Thursday, February 2, 2012
Black History Month: March on Washington!
On August 28, 1963, approximately 250,000 people from all over the United States participated in the March on Washington. The purpose of this peaceful demonstration was to press upon President John F. Kennedy, the Congress, and the American people the necessity and urgency of securing civil rights and economic equality for African Americans.

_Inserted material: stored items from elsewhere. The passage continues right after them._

//! Full-covariance Gaussian mixture fitted by expectation-maximization
//!
//! - EM runs in `linfa_clustering` with seeded k-means initialization
//! - Convergence: change of the mean per-sample log-likelihood below `tol`
//! - `reg_covar` is added to every covariance diagonal
//! - Labels and the AIC/BIC log-likelihood are scored here in log space from
//!   the fitted weights, means and covariances

use crate::application::clustering::clustering_config::{ClusteringConfig, MixtureSettings};
use crate::application::clustering::count_selector::{candidate_counts, select_by_criterion, sweep};
use crate::application::clustering::dispersion::{distinct_row_count, first_appearance_permutation};
use crate::application::clustering::{ClusteringStrategy, check_width, require_rows};
use crate::domain::clustering::{ClusteringFamily, CountSelection};
use crate::domain::errors::{AnalysisError, AnalysisResult};
use linfa::prelude::*;
use linfa_clustering::GaussianMixtureModel;
use linfa_linalg::cholesky::Cholesky;
use ndarray::{Array1, Array2, ArrayView1, Axis};
use rand_xoshiro::Xoshiro256Plus;
use rand_xoshiro::rand_core::SeedableRng;
use tracing::{info, warn};

const LN_2PI: f64 = 1.837_877_066_409_345_5;

/// Free parameters of a k-component, d-dimensional full-covariance mixture:
/// covariances, means and the k - 1 independent weights.
pub fn n_parameters(k: usize, d: usize) -> usize {
    k * d * (d + 1) / 2 + k * d + (k - 1)
}

fn fit_failed(reason: impl std::fmt::Display) -> AnalysisError {
    AnalysisError::FitFailed {
        family: ClusteringFamily::Mixture.to_string(),
        reason: reason.to_string(),
    }
}

fn log_sum_exp(values: ArrayView1<f64>) -> f64 {
    let max = values.iter().copied().fold(f64::NEG_INFINITY, f64::max);
    if !max.is_finite() {
        return max;
    }
    max + values.iter().map(|v| (v - max).exp()).sum::<f64>().ln()
}

/// A fitted mixture with its training log-likelihood.
pub struct FittedMixture {
    model: GaussianMixtureModel<f64>,
    /// `ln w_j - (d ln 2pi + ln |S_j|) / 2` per component.
    log_norms: Array1<f64>,
    n_features: usize,
    log_likelihood: f64,
    /// Raw component index -> dense label.
    label_map: Vec<usize>,
}

impl FittedMixture {
    pub fn fit(
        x: &Array2<f64>,
        k: usize,
        settings: MixtureSettings,
        seed: u64,
    ) -> AnalysisResult<Self> {
        let dataset = DatasetBase::from(x.clone());
        let model = GaussianMixtureModel::params_with_rng(k, Xoshiro256Plus::seed_from_u64(seed))
            .tolerance(settings.tol)
            .reg_covariance(settings.reg_covar)
            .max_n_iterations(settings.max_iter as u64)
            .fit(&dataset)
            .map_err(fit_failed)?;

        let d = x.ncols() as f64;
        let mut log_norms = Array1::<f64>::zeros(k);
        for (j, covariance) in model.covariances().outer_iter().enumerate() {
            let factor = covariance.cholesky().map_err(fit_failed)?;
            let log_det = 2.0 * factor.diag().mapv(f64::ln).sum();
            log_norms[j] = model.weights()[j].ln() - 0.5 * (d * LN_2PI + log_det);
        }

        let mut fitted = Self {
            model,
            log_norms,
            n_features: x.ncols(),
            log_likelihood: 0.0,
            label_map: Vec::new(),
        };

        let log_prob = fitted.weighted_log_prob(x);
        fitted.log_likelihood = log_prob.rows().into_iter().map(log_sum_exp).sum();
        fitted.label_map = first_appearance_permutation(&argmax_rows(&log_prob), k);
        Ok(fitted)
    }

    /// `ln w_j + ln N(x_i | mu_j, S_j)` for every row and component.
    fn weighted_log_prob(&self, x: &Array2<f64>) -> Array2<f64> {
        let means = self.model.means();
        let precisions = self.model.precisions();
        let mut out = Array2::<f64>::zeros((x.nrows(), self.log_norms.len()));
        for (j, precision) in precisions.outer_iter().enumerate() {
            let mean = means.row(j);
            for (i, row) in x.rows().into_iter().enumerate() {
                let centered = &row - &mean;
                let mahalanobis = centered.dot(&precision.dot(&centered));
                out[[i, j]] = self.log_norms[j] - 0.5 * mahalanobis;
            }
        }
        out
    }

    /// Total log-likelihood of the training data.
    pub fn log_likelihood(&self) -> f64 {
        self.log_likelihood
    }

    pub fn weights(&self) -> Vec<f64> {
        self.model.weights().to_vec()
    }

    /// Component with the highest weighted log-probability per row.
    pub fn predict(&self, x: &Array2<f64>) -> Vec<usize> {
        argmax_rows(&self.weighted_log_prob(x))
            .into_iter()
            .map(|raw| self.label_map[raw])
            .collect()
    }
}

fn argmax_rows(scores: &Array2<f64>) -> Vec<usize> {
    scores
        .axis_iter(Axis(0))
        .map(|row| {
            let mut best = 0;
            for (j, &v) in row.iter().enumerate() {
                if v > row[best] {
                    best = j;
                }
            }
            best
        })
        .collect()
}

/// Mixture-family strategy; the count is chosen by AIC or BIC.
pub struct GaussianMixtureClustering {
    config: ClusteringConfig,
    model: Option<FittedMixture>,
    selection: Option<CountSelection>,
}

impl GaussianMixtureClustering {
    pub fn new(config: ClusteringConfig) -> Self {
        Self {
            config,
            model: None,
            selection: None,
        }
    }

    fn fit_components(&self, x: &Array2<f64>, k: usize) -> AnalysisResult<FittedMixture> {
        FittedMixture::fit(x, k, self.config.mixture, self.config.seed)
    }

    fn select_count(&self, x: &Array2<f64>) -> AnalysisResult<CountSelection> {
        let distinct = distinct_row_count(x);

        if let Some(count) = self.config.fixed_count {
            if count > distinct {
                return Err(AnalysisError::TooFewInstruments {
                    requested: count,
                    available: distinct,
                });
            }
            return Ok(CountSelection::fixed(ClusteringFamily::Mixture, count));
        }

        let (n, d) = x.dim();
        let criterion = self.config.criterion;
        let candidates = candidate_counts(ClusteringFamily::Mixture, self.config.max_count, distinct);
        let mut scores = sweep(candidates, self.config.parallel_sweep, |k| {
            match self.fit_components(x, k) {
                Ok(model) => Ok(criterion.score(model.log_likelihood(), n_parameters(k, d), n)),
                Err(err) => {
                    // Empty or non-converging components drop out of the sweep
                    warn!("GaussianMixture k={} skipped: {}", k, err);
                    Ok(f64::NAN)
                }
            }
        })?;
        scores.retain(|_, score| score.is_finite());

        Ok(select_by_criterion(criterion, scores))
    }
}

impl ClusteringStrategy for GaussianMixtureClustering {
    fn family(&self) -> ClusteringFamily {
        ClusteringFamily::Mixture
    }

    fn fit(&mut self, x: &Array2<f64>) -> AnalysisResult<()> {
        self.config.validate()?;
        require_rows(x)?;

        let selection = self.select_count(x)?;
        let model = self.fit_components(x, selection.count)?;

        info!(
            "GaussianMixture fitted: k={} ({:?}, {:?}), log-likelihood {:.4}",
            selection.count,
            selection.method,
            selection.confidence,
            model.log_likelihood()
        );
        self.model = Some(model);
        self.selection = Some(selection);
        Ok(())
    }

    fn predict(&self, x: &Array2<f64>) -> AnalysisResult<Vec<usize>> {
        let model = self.model.as_ref().ok_or_else(|| self.not_fitted("predict"))?;
        check_width(model.n_features, x)?;
        Ok(model.predict(x))
    }

    fn selection(&self) -> Option<&CountSelection> {
        self.selection.as_ref()
    }
}

#[cfg(test)]
mod tests {
    use super::*;
    use crate::domain::clustering::InformationCriterion;
    use ndarray::array;

    fn two_blobs() -> Array2<f64> {
        array![
            [0.00, 0.05],
            [0.04, 0.00],
            [0.02, 0.03],
            [0.06, 0.04],
            [0.01, 0.02],
            [0.95, 1.00],
            [1.00, 0.96],
            [0.97, 0.98],
            [0.99, 0.94],
            [0.96, 0.99],
        ]
    }

    #[test]
    fn test_parameter_count() {
        // 2 components in 3 dims: 2*6 covariance + 2*3 means + 1 weight
        assert_eq!(n_parameters(2, 3), 19);
        assert_eq!(n_parameters(1, 1), 2);
    }

    #[test]
    fn test_log_sum_exp_is_stable() {
        let values = array![-1000.0, -1000.0];
        assert!((log_sum_exp(values.view()) - (-1000.0 + 2f64.ln())).abs() < 1e-9);
        let empty = Array1::<f64>::from(vec![f64::NEG_INFINITY]);
        assert_eq!(log_sum_exp(empty.view()), f64::NEG_INFINITY);
    }

    #[test]
    fn test_single_component_matches_gaussian_fit() {
        let x = array![[0.0], [2.0]];
        let model = FittedMixture::fit(&x, 1, MixtureSettings::default(), 42).unwrap();
        // mean 1, variance 1 (+ reg): each point one standard deviation away
        let expected = 2.0 * (-0.5 * (LN_2PI + 1.0));
        assert!((model.log_likelihood() - expected).abs() < 1e-4);
        assert!((model.weights()[0] - 1.0).abs() < 1e-9);
    }

    #[test]
    fn test_two_blobs_are_separated() {
        let config = ClusteringConfig::for_family(ClusteringFamily::Mixture).with_fixed_count(2);
        let mut strategy = GaussianMixtureClustering::new(config);
        let labels = strategy.fit_predict(&two_blobs()).unwrap();

        assert_eq!(labels[..5], [0; 5]);
        assert_eq!(labels[5..], [1; 5]);
    }

    #[test]
    fn test_far_rows_still_get_a_label() {
        let config = ClusteringConfig::for_family(ClusteringFamily::Mixture).with_fixed_count(2);
        let mut strategy = GaussianMixtureClustering::new(config);
        strategy.fit(&two_blobs()).unwrap();

        let far = array![[1.0e6, -1.0e6], [0.02, 0.02]];
        let labels = strategy.predict(&far).unwrap();
        assert_eq!(labels.len(), 2);
        assert_eq!(labels[1], 0);
    }

    #[test]
    fn test_selected_count_minimizes_its_criterion() {
        for criterion in [InformationCriterion::Aic, InformationCriterion::Bic] {
            let config = ClusteringConfig::for_family(ClusteringFamily::Mixture)
                .with_max_count(4)
                .with_criterion(criterion);
            let mut strategy = GaussianMixtureClustering::new(config);
            strategy.fit(&two_blobs()).unwrap();

            let selection = strategy.selection().unwrap();
            assert!(selection.scores.values().all(|s| s.is_finite()));
            let best = selection
                .scores
                .values()
                .copied()
                .fold(f64::INFINITY, f64::min);
            assert_eq!(selection.scores[&selection.count], best);
        }
    }

    #[test]
    fn test_same_seed_gives_same_fit() {
        let first = FittedMixture::fit(&two_blobs(), 2, MixtureSettings::default(), 7).unwrap();
        let second = FittedMixture::fit(&two_blobs(), 2, MixtureSettings::default(), 7).unwrap();
        assert_eq!(first.log_likelihood(), second.log_likelihood());
        assert_eq!(first.predict(&two_blobs()), second.predict(&two_blobs()));
    }

    #[test]
    fn test_predict_before_fit_fails() {
        let strategy =
            GaussianMixtureClustering::new(ClusteringConfig::for_family(ClusteringFamily::Mixture));
        assert!(matches!(
            strategy.predict(&two_blobs()),
            Err(AnalysisError::NotFitted { .. })
        ));
        assert!(strategy.optimal_count().is_err());
    }
}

The great mass of demonstrators - black and white, young and old, rural and urban - processed in an orderly fashion from the Washington Monument to the Lincoln Monument, singing the anthem of the Civil Rights Movement, "We Shall Overcome." Assembled in the shadow of Lincoln's seated statue and along the reflecting pool in front of it, the patient crowd heard four civil rights leaders speak before Mahalia Jackson sang "I've Been 'Buked and I've Been Scorned." The historic march reached its climax with Martin Luther King Jr.'s masterful delivery of his eloquent and inspired "I Have a Dream" speech.
The elation from the success of the March on Washington did not last. Less than three weeks later, on September 15, 1963, a bomb exploded in the Sixteenth Street Baptist Church in Birmingham, killing four African American girls in Bible class and wounding 14 others. More than 8000 people attended the funeral of three of the girls, at which Martin Luther King Jr. gave the eulogy.